Having sex with someone at one point doesn't give them permission to do so later, whenever they like, however they like...
"The women appealed to have the charges reinstated."
After the second prosecutor convinced them to.
Last time I checked, in most criminal legal systems, prosecutors decided whether or not to prosecute, not alleged victims. Also, there aren't any charges yet... (I thought most Assange supporters knew that?)
As for your three pieces of evidence, 1 may call into question one of the girl's reliability as a witness (if she ever gets called as a witness, i.e. if this ever goes to trial), 2 raises issues of consent, but again an issue for trial, and 3 is kind of irrelevant (if true) to whether or not Assange broke the law.
From now on, before I fuck a chick, I'm getting a written, notarized contract specifying exactly the hours, place, and methods permitted...
When I started learning about sexual offences and this area of law (and read some of the cases on it) that was pretty much my conclusion. Avoids any kind of doubt (provided terms are defined clearly enough).
Also, being gay probably won't help you as in many jurisdictions men can be raped as well...
And that the women had lunch with him the next day and didn't press charges until the two of them met, and apparently decided after swapping stories that what had actually happened was rape.
Actually... not immediately complaining is fairly common in rape cases. Myth 10 in the CPS's list of rape myths might be worth a mention here, and some of the others are worth reading.
From their testimony, it seems that one of them wanted to complain but wasn't sure how to, and trying to find out, managed to get in touch with the other, who accompanied her to the police station. I doubt whether either of them thought it was rape, but that doesn't really matter. What matters is what he is accused of, and whether that amounts to rape.
It's shady, but for some reason, courts keep finding that it isn't shady enough to dismiss outright. Perhaps the situation isn't as shady as it has been made out, or maybe all these judges have been bought off.
And yes, he is accused of rape. Not "rape", not even "Swedish rape", but actual rape. "Failing to use a condom" is something of a simplification. The rape allegation concerns having sex with someone who was allegedly asleep at the time, without a condom, knowing full well that she wouldn't have consented to it based on previous incidents. Which part of that doesn't sound like rape?

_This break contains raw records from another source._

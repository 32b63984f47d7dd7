//! Movement offsets and square-attack detection.
//!
//! Attack queries are answered directly per piece type instead of generating
//! move lists: leapers via their fixed offsets, sliders by scanning rays from
//! the target square until the first occupant, pawns via their capture
//! diagonals.

use crate::engine::board::Board;
use crate::engine::types::{Color, PieceType, Square};

// =========================================================================
// Offset tables
// =========================================================================

/// Knight jumps as (row delta, col delta).
pub const KNIGHT_OFFSETS: [(i8, i8); 8] = [
    (2, 1),
    (2, -1),
    (-2, 1),
    (-2, -1),
    (1, 2),
    (1, -2),
    (-1, 2),
    (-1, -2),
];

/// Orthogonal ray directions (rook, queen).
pub const ROOK_DIRS: [(i8, i8); 4] = [(0, 1), (0, -1), (1, 0), (-1, 0)];

/// Diagonal ray directions (bishop, queen).
pub const BISHOP_DIRS: [(i8, i8); 4] = [(1, 1), (1, -1), (-1, 1), (-1, -1)];

/// The eight neighbouring squares (king).
pub const KING_OFFSETS: [(i8, i8); 8] = [
    (0, 1),
    (0, -1),
    (1, 0),
    (-1, 0),
    (1, 1),
    (1, -1),
    (-1, 1),
    (-1, -1),
];

// =========================================================================
// Public API
// =========================================================================

/// Is `sq` attacked by any piece of colour `by`?
pub fn is_attacked(board: &Board, sq: Square, by: Color) -> bool {
    // Pawns: a pawn of `by` attacks `sq` from one row behind it (from the
    // pawn's point of view) on either adjacent column.
    let back = -by.pawn_direction();
    for dc in [-1, 1] {
        if holds(board, sq.offset(back, dc), by, &[PieceType::Pawn]) {
            return true;
        }
    }

    if KNIGHT_OFFSETS
        .iter()
        .any(|&(dr, dc)| holds(board, sq.offset(dr, dc), by, &[PieceType::Knight]))
    {
        return true;
    }

    if slider_attacks(board, sq, by, &ROOK_DIRS, &[PieceType::Rook, PieceType::Queen]) {
        return true;
    }

    if slider_attacks(
        board,
        sq,
        by,
        &BISHOP_DIRS,
        &[PieceType::Bishop, PieceType::Queen],
    ) {
        return true;
    }

    KING_OFFSETS
        .iter()
        .any(|&(dr, dc)| holds(board, sq.offset(dr, dc), by, &[PieceType::King]))
}

/// Is the king of `color` attacked? A board without that king is never in check.
pub fn is_in_check(board: &Board, color: Color) -> bool {
    board
        .king_square(color)
        .is_some_and(|king| is_attacked(board, king, !color))
}

// =========================================================================
// Internals
// =========================================================================

/// Does `sq` exist and hold a piece of `color` whose kind is one of `kinds`?
#[inline]
fn holds(board: &Board, sq: Option<Square>, color: Color, kinds: &[PieceType]) -> bool {
    sq.and_then(|s| board.piece_at(s))
        .is_some_and(|p| p.color == color && kinds.contains(&p.kind))
}

/// Scan each ray from `sq`; the first occupant decides that ray.
fn slider_attacks(
    board: &Board,
    sq: Square,
    by: Color,
    dirs: &[(i8, i8)],
    kinds: &[PieceType],
) -> bool {
    for &(dr, dc) in dirs {
        let mut cur = sq.offset(dr, dc);
        while let Some(s) = cur {
            if let Some(piece) = board.piece_at(s) {
                if piece.color == by && kinds.contains(&piece.kind) {
                    return true;
                }
                break;
            }
            cur = s.offset(dr, dc);
        }
    }
    false
}

// =========================================================================
// Tests
// =========================================================================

One of the sexual molestation (or sexual assault) accusations involves allegedly ripping a condom during sex. The other involves him allegedly taking some of his clothes off and rubbing himself against the woman, again knowing that she didn't want to have any sort of sexual contact with him. The final count involves forcibly holding someone down and trying to have sex with them when they didn't want to (due to the lack of a condom).
Now... maybe the allegations aren't true, maybe there's evidence against it and so on, but that doesn't matter at this point (as those are issues for trial). He is accused of a fairly serious set of criminal offences, he is wanted for prosecution of those offences.
If you want some sources, this is an old article looking into the initial allegations, or you could just read the English High Court judgment.